China calls for three common energy markets in Asia
China is seeking to set up three common energy markets in Asia to help meet its need for cheap power sources and facilitate regional economic development.
The plan, which capitalises on President Xi Jinping’s ‘One Belt, One Road’ initiative to foster closer economic cooperation in Asia, Europe and Africa, is highly feasible, according to a report by the Chinese Academy of Social Sciences.
Released at the Global Forum on Energy Security in Beijing on Monday, the report calls for three common energy markets to be set up – in Northeast Asia, Central Asia and Southeast Asia.
“The formation of common energy markets through a shared financial platform is crucial,” the academy’s vice-president Cai Fang was quoted by Thepaper.cn as saying, as he urged greater currency and financial cooperation between China and the nations along the new Silk Road economic belt.
“This is very important.

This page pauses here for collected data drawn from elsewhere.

use crate::core::error::PriceError;
use crate::core::price::{PricePoint, PriceSeriesProvider};
use anyhow::Result;
use async_trait::async_trait;
use serde::Deserialize;
use tracing::{debug, instrument};

const API_KEY_HEADER: &str = "x-cg-demo-api-key";

#[derive(Deserialize, Debug)]
struct MarketChartResponse {
    prices: Vec<(f64, f64)>,
}

/// Fetches USD market charts from the CoinGecko API.
pub struct CoinGeckoProvider {
    base_url: String,
    api_key: Option<String>,
    client: reqwest::Client,
}

impl CoinGeckoProvider {
    pub fn new(base_url: &str, api_key: Option<String>) -> Result<Self> {
        let client = reqwest::Client::builder().user_agent("argos/0.1").build()?;
        Ok(CoinGeckoProvider {
            base_url: base_url.trim_end_matches('/').to_string(),
            api_key,
            client,
        })
    }
}

#[async_trait]
impl PriceSeriesProvider for CoinGeckoProvider {
    #[instrument(name = "CoinGeckoMarketChart", skip(self), fields(coin_id = %coin_id))]
    async fn fetch_series(&self, coin_id: &str, days: u32) -> Result<Vec<PricePoint>, PriceError> {
        let url = format!(
            "{}/coins/{}/market_chart?vs_currency=usd&days={}",
            self.base_url, coin_id, days
        );
        debug!("Requesting market chart from {}", url);

        let mut request = self.client.get(&url).header("accept", "application/json");
        if let Some(api_key) = &self.api_key {
            request = request.header(API_KEY_HEADER, api_key);
        }

        let response = request.send().await.map_err(|e| PriceError::Upstream {
            status: None,
            body: format!("Request error: {e} for coin: {coin_id}"),
        })?;

        let status = response.status();
        let text = response.text().await.map_err(|e| PriceError::Upstream {
            status: Some(status.as_u16()),
            body: format!("Failed to read response body for {coin_id}: {e}"),
        })?;

        if !status.is_success() {
            return Err(PriceError::Upstream {
                status: Some(status.as_u16()),
                body: text,
            });
        }

        let data: MarketChartResponse =
            serde_json::from_str(&text).map_err(|e| PriceError::Upstream {
                status: Some(status.as_u16()),
                body: format!("Failed to parse market chart for {coin_id}: {e}. Response: '{text}'"),
            })?;

        debug!(points = data.prices.len(), "Received market chart");
        data.prices
            .into_iter()
            .map(|(timestamp, price)| {
                to_point(timestamp, price).ok_or_else(|| PriceError::Upstream {
                    status: Some(status.as_u16()),
                    body: format!("Invalid price point [{timestamp}, {price}] for {coin_id}"),
                })
            })
            .collect()
    }
}

// `as` saturates out-of-range floats and maps NaN to 0, so check first.
fn to_point(timestamp: f64, price: f64) -> Option<PricePoint> {
    let in_range = timestamp.is_finite()
        && timestamp >= i64::MIN as f64
        && timestamp < i64::MAX as f64;
    (in_range && price.is_finite()).then(|| PricePoint::new(timestamp as i64, price))
}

We can learn from the experience of North America and the European Union,” he said.
Cai noted that China had become the world’s largest consumer of energy and that it was therefore critical for the country to establish common markets to obtain cheap energy sources.
Beijing could help build convenient, low-cost transport infrastructure within the markets to facilitate the trade in energy among the countries, he said.

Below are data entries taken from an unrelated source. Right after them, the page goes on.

use crate::core::price::Timeframe;
use anyhow::{Context, Result};
use directories::ProjectDirs;
use serde::{Deserialize, Serialize};
use std::collections::HashMap;
use std::{fs, path::PathBuf};
use tracing::debug;

/// Overrides `providers.coingecko.api_key` when set.
pub const API_KEY_ENV: &str = "ARGOS_COINGECKO_API_KEY";

#[derive(Debug, Deserialize, Serialize, Clone)]
pub struct CoinGeckoProviderConfig {
    pub base_url: String,
    #[serde(default)]
    pub api_key: Option<String>,
}

impl Default for CoinGeckoProviderConfig {
    fn default() -> Self {
        CoinGeckoProviderConfig {
            base_url: "https://api.coingecko.com/api/v3".to_string(),
            api_key: None,
        }
    }
}

#[derive(Debug, Deserialize, Serialize, Clone)]
pub struct ProvidersConfig {
    pub coingecko: Option<CoinGeckoProviderConfig>,
}

impl Default for ProvidersConfig {
    fn default() -> Self {
        ProvidersConfig {
            coingecko: Some(CoinGeckoProviderConfig::default()),
        }
    }
}

/// Freshness window of a cached series, in seconds, per timeframe.
#[derive(Debug, Deserialize, Serialize, Clone, PartialEq, Eq)]
#[serde(default)]
pub struct CacheDurations {
    #[serde(rename = "1h")]
    pub one_hour: u64,
    #[serde(rename = "24h")]
    pub one_day: u64,
    #[serde(rename = "7d")]
    pub seven_days: u64,
}

impl Default for CacheDurations {
    fn default() -> Self {
        CacheDurations {
            one_hour: 60,
            one_day: 300,
            seven_days: 900,
        }
    }
}

#[derive(Debug, Deserialize, Serialize, Clone)]
#[serde(default)]
pub struct PricingConfig {
    pub rate_limit_per_minute: u32,
    pub monthly_limit: u64,
    pub monthly_buffer: u64,
    pub max_cache_age_secs: u64,
    pub cleanup_probability: f64,
    pub sweep_interval_secs: u64,
    pub cache_durations: CacheDurations,
}

impl Default for PricingConfig {
    fn default() -> Self {
        PricingConfig {
            rate_limit_per_minute: 30,
            monthly_limit: 9900,
            monthly_buffer: 100,
            max_cache_age_secs: 24 * 60 * 60,
            cleanup_probability: 0.01,
            sweep_interval_secs: 60 * 60,
            cache_durations: CacheDurations::default(),
        }
    }
}

impl PricingConfig {
    pub fn cache_duration(&self, timeframe: Timeframe) -> chrono::Duration {
        let secs = match timeframe {
            Timeframe::OneHour => self.cache_durations.one_hour,
            Timeframe::OneDay => self.cache_durations.one_day,
            Timeframe::SevenDays => self.cache_durations.seven_days,
        };
        chrono::Duration::seconds(secs as i64)
    }

    pub fn max_cache_age(&self) -> chrono::Duration {
        chrono::Duration::seconds(self.max_cache_age_secs as i64)
    }

    /// Usable monthly calls once the safety buffer is set aside.
    pub fn monthly_ceiling(&self) -> u64 {
        self.monthly_limit.saturating_sub(self.monthly_buffer)
    }
}

fn default_token_ids() -> HashMap<String, String> {
    HashMap::from([("89".to_string(), "project89".to_string())])
}

#[derive(Debug, Deserialize, Serialize, Clone)]
pub struct AppConfig {
    #[serde(default)]
    pub providers: ProvidersConfig,
    #[serde(default)]
    pub pricing: PricingConfig,
    /// Caller token id to upstream coin id. Unmapped ids are used as-is.
    #[serde(default = "default_token_ids")]
    pub token_ids: HashMap<String, String>,
    pub data_path: Option<String>,
}

impl Default for AppConfig {
    fn default() -> Self {
        AppConfig {
            providers: ProvidersConfig::default(),
            pricing: PricingConfig::default(),
            token_ids: default_token_ids(),
            data_path: None,
        }
    }
}

impl AppConfig {
    pub fn load() -> Result<Self> {
        debug!("Loading default config");
        let config_path = Self::default_config_path()?;
        Self::load_from_path(&config_path)
    }

    pub fn default_config_path() -> Result<PathBuf> {
        let proj_dirs = ProjectDirs::from("io", "argos", "argos")
            .context("Could not determine project directories")?;
        Ok(proj_dirs.config_dir().join("config.yaml"))
    }

    pub fn default_data_path(&self) -> Result<PathBuf> {
        if let Some(custom_path) = &self.data_path {
            return Ok(PathBuf::from(custom_path));
        }
        let proj_dirs = ProjectDirs::from("io", "argos", "argos")
            .context("Could not determine project directories")?;
        Ok(proj_dirs.data_dir().to_path_buf())
    }

    pub fn load_from_path<P: AsRef<std::path::Path>>(path: P) -> Result<Self> {
        let config_str = fs::read_to_string(path.as_ref())
            .with_context(|| format!("Failed to read config file: {}", path.as_ref().display()))?;

        let mut config: Self = serde_yaml::from_str(&config_str)
            .with_context(|| format!("Failed to parse config file: {}", path.as_ref().display()))?;
        config.apply_env_overrides(std::env::var(API_KEY_ENV).ok());
        debug!("Successfully loaded config");
        Ok(config)
    }

    fn apply_env_overrides(&mut self, api_key: Option<String>) {
        let Some(api_key) = api_key.filter(|key| !key.trim().is_empty()) else {
            return;
        };
        debug!("Using API key from {}", API_KEY_ENV);
        self.providers
            .coingecko
            .get_or_insert_with(CoinGeckoProviderConfig::default)
            .api_key = Some(api_key);
    }
}

#[cfg(test)]
mod tests {
    use super::*;

    #[test]
    fn test_config_deserialization() {
        let yaml_str = r#"
providers:
  coingecko:
    base_url: "http://example.com/api/v3"
    api_key: "demo-key"
pricing:
  rate_limit_per_minute: 10
  monthly_limit: 500
  cache_durations:
    1h: 30
    24h: 120
    7d: 600
token_ids:
  "42": "answer-token"
data_path: "/tmp/argos"
"#;

        let config: AppConfig = serde_yaml::from_str(yaml_str).expect("Failed to deserialize");
        let coingecko = config.providers.coingecko.as_ref().unwrap();
        assert_eq!(coingecko.base_url, "http://example.com/api/v3");
        assert_eq!(coingecko.api_key.as_deref(), Some("demo-key"));

        assert_eq!(config.pricing.rate_limit_per_minute, 10);
        assert_eq!(config.pricing.monthly_limit, 500);
        // Unset fields keep their defaults
        assert_eq!(config.pricing.monthly_buffer, 100);
        assert_eq!(config.pricing.cleanup_probability, 0.01);
        assert_eq!(
            config.pricing.cache_duration(Timeframe::OneDay),
            chrono::Duration::seconds(120)
        );

        assert_eq!(
            config.token_ids.get("42").map(String::as_str),
            Some("answer-token")
        );
        // An explicit table replaces the default mapping
        assert!(!config.token_ids.contains_key("89"));
        assert_eq!(config.data_path.as_deref(), Some("/tmp/argos"));
    }

    #[test]
    fn test_empty_config_uses_defaults() {
        let config: AppConfig = serde_yaml::from_str("{}").unwrap();

        assert_eq!(
            config.providers.coingecko.unwrap().base_url,
            "https://api.coingecko.com/api/v3"
        );
        assert_eq!(config.pricing.rate_limit_per_minute, 30);
        assert_eq!(config.pricing.monthly_ceiling(), 9800);
        assert_eq!(config.pricing.max_cache_age(), chrono::Duration::hours(24));
        assert_eq!(
            config.pricing.cache_duration(Timeframe::OneHour),
            chrono::Duration::seconds(60)
        );
        assert_eq!(
            config.pricing.cache_duration(Timeframe::SevenDays),
            chrono::Duration::seconds(900)
        );
        assert_eq!(config.token_ids.get("89").map(String::as_str), Some("project89"));
    }

    #[test]
    fn test_env_api_key_overrides_config() {
        let mut config = AppConfig::default();
        config.apply_env_overrides(Some("env-key".to_string()));
        assert_eq!(
            config.providers.coingecko.unwrap().api_key.as_deref(),
            Some("env-key")
        );

        let mut config = AppConfig::default();
        config.apply_env_overrides(Some("   ".to_string()));
        assert!(config.providers.coingecko.unwrap().api_key.is_none());
    }
}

The academy’s report also proposed setting up natural gas trading centres in East Asia and Southeast Asia, which would also leverage on the ‘One Belt, One Road’ initiative. Additionally, it called for the construction of an energy pipeline between China and Central Asia, and for grid- and hydro-power cooperation with Southeast Asia.
Cai, who was invited to address the opening of the energy forum, said the ‘One Belt, One Road’ economic initiative was aligned with China’s inland and maritime energy import passage. This would help strengthen energy cooperation between China and the countries along the passage, he said.

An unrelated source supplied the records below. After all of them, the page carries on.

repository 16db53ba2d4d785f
pub mod coingecko;

pub use coingecko::CoinGeckoProvider;
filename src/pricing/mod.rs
//! Rate-limited, cache-backed price series pipeline

pub mod cache;
pub mod quota;
pub mod rate_limit;
pub mod sweeper;

use crate::core::config::AppConfig;
use crate::core::error::{FetchError, PriceError};
use crate::core::price::{PricePoint, PriceRequest, PriceSeriesProvider};
use crate::core::series::resample;
use crate::store::KeyValueStore;
use anyhow::Result;
use cache::PriceCache;
use quota::QuotaGuard;
use rate_limit::{Acquire, RateLimiter};
use std::collections::HashMap;
use std::sync::Arc;
use sweeper::{CleanupSweeper, SweepTrigger};
use tracing::{debug, instrument, warn};

/// Rate limiter key shared by every call to the upstream price API.
pub const UPSTREAM_LIMITER_KEY: &str = "coingecko_market_chart";

/// Serves price series for a token, preferring fresh cache, then a live
/// upstream fetch, then whatever was cached last.
///
/// Each request walks quota check, cache lookup, rate limit, fetch, cache
/// write and an optional cleanup request. Any failure along the way falls
/// back to the last cached series for the key before giving up.
pub struct PriceService {
    provider: Arc<dyn PriceSeriesProvider>,
    cache: PriceCache,
    limiter: RateLimiter,
    quota: QuotaGuard,
    token_ids: HashMap<String, String>,
    cleanup_probability: f64,
    sweep_trigger: Option<SweepTrigger>,
}

impl PriceService {
    pub fn new(
        provider: Arc<dyn PriceSeriesProvider>,
        store: &KeyValueStore,
        config: &AppConfig,
    ) -> Result<Self> {
        let pricing = &config.pricing;
        Ok(Self {
            provider,
            cache: PriceCache::new(store, pricing)?,
            limiter: RateLimiter::new(store, pricing.rate_limit_per_minute)?,
            quota: QuotaGuard::new(store, pricing.monthly_ceiling())?,
            token_ids: config.token_ids.clone(),
            cleanup_probability: pricing.cleanup_probability,
            sweep_trigger: None,
        })
    }

    /// Lets successful fetches request a cleanup pass from a background
    /// sweeper.
    pub fn with_sweep_trigger(mut self, trigger: SweepTrigger) -> Self {
        self.sweep_trigger = Some(trigger);
        self
    }

    /// Sweeper over the same collections this service writes to.
    pub fn sweeper(&self, max_age: chrono::Duration) -> CleanupSweeper {
        CleanupSweeper::new(self.cache.clone(), self.quota.clone(), max_age)
    }

    pub fn quota(&self) -> &QuotaGuard {
        &self.quota
    }

    pub fn limiter(&self) -> &RateLimiter {
        &self.limiter
    }

    fn coin_id<'a>(&'a self, token_id: &'a str) -> &'a str {
        self.token_ids
            .get(token_id)
            .map(String::as_str)
            .unwrap_or(token_id)
    }

    #[instrument(
        name = "PriceSeries",
        skip(self, request),
        fields(token = %request.token_id, timeframe = %request.timeframe, interval = %request.interval)
    )]
    pub async fn get_prices(&self, request: &PriceRequest) -> Result<Vec<PricePoint>, FetchError> {
        if request.token_id.trim().is_empty() {
            return Err(PriceError::InvalidRequest("token id must not be empty".to_string()).into());
        }

        let key = request.cache_key();
        match self.fetch_live(request, &key).await {
            Ok(series) => Ok(series),
            Err(cause) => self.fallback(&key, cause).await,
        }
    }

    async fn fetch_live(
        &self,
        request: &PriceRequest,
        key: &str,
    ) -> Result<Vec<PricePoint>, PriceError> {
        self.quota.check().await?;

        if let Some(series) = self.cache.get(key, request.timeframe).await {
            return Ok(series);
        }

        if self.limiter.try_acquire(UPSTREAM_LIMITER_KEY).await? == Acquire::Denied {
            return Err(PriceError::RateLimitExceeded {
                key: UPSTREAM_LIMITER_KEY.to_string(),
                limit: self.limiter.limit(),
            });
        }
        if let Err(e) = self.quota.record().await {
            warn!("Failed to record upstream call: {e:#}");
        }

        let coin_id = self.coin_id(&request.token_id);
        let raw = self
            .provider
            .fetch_series(coin_id, request.timeframe.days())
            .await?;
        if raw.is_empty() {
            return Err(PriceError::EmptyResult {
                coin_id: coin_id.to_string(),
            });
        }

        let series = resample(&raw, request.interval.millis());
        debug!(raw = raw.len(), kept = series.len(), "Resampled series");
        self.cache.set(key, &series, request.timeframe).await;
        self.maybe_request_cleanup();

        Ok(series)
    }

    async fn fallback(&self, key: &str, cause: PriceError) -> Result<Vec<PricePoint>, FetchError> {
        match self.cache.get_stale(key).await {
            Some(series) => {
                warn!(key, "Serving cached series after failure: {cause}");
                Ok(series)
            }
            None => Err(FetchError::new(cause)),
        }
    }

    fn maybe_request_cleanup(&self) {
        let Some(trigger) = &self.sweep_trigger else {
            return;
        };
        if rand::random::<f64>() < self.cleanup_probability {
            debug!("Requesting cleanup sweep");
            trigger.request();
        }
    }
}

The Silk Road belt passes through Russia, Central Asia, the Middle East, Africa, the Indian Ocean, the Malacca Strait and the South China Sea.
Other experts at the energy forum highlighted the role that regional energy infrastructure cooperation played in building a more integrated and stable energy market.
“By providing both technological and physical assistance to energy infrastructure development in Asia, the ‘One Belt, One Road’ strategy is expected to strengthen the capacity of less-developed Asian countries,” Dr Patrick Ho, from the China Energy Fund Committee, was quoted by China Radio International as saying.
Ho said such cooperation would create affordable access to more energy resources, thus promoting sustainable economic and social development among the nations involved.
The forum’s secretary general, Liu Qiang, said an energy trading hub in northern Hebei province’s Caofeidian could form part of the Northeast Asian common energy market.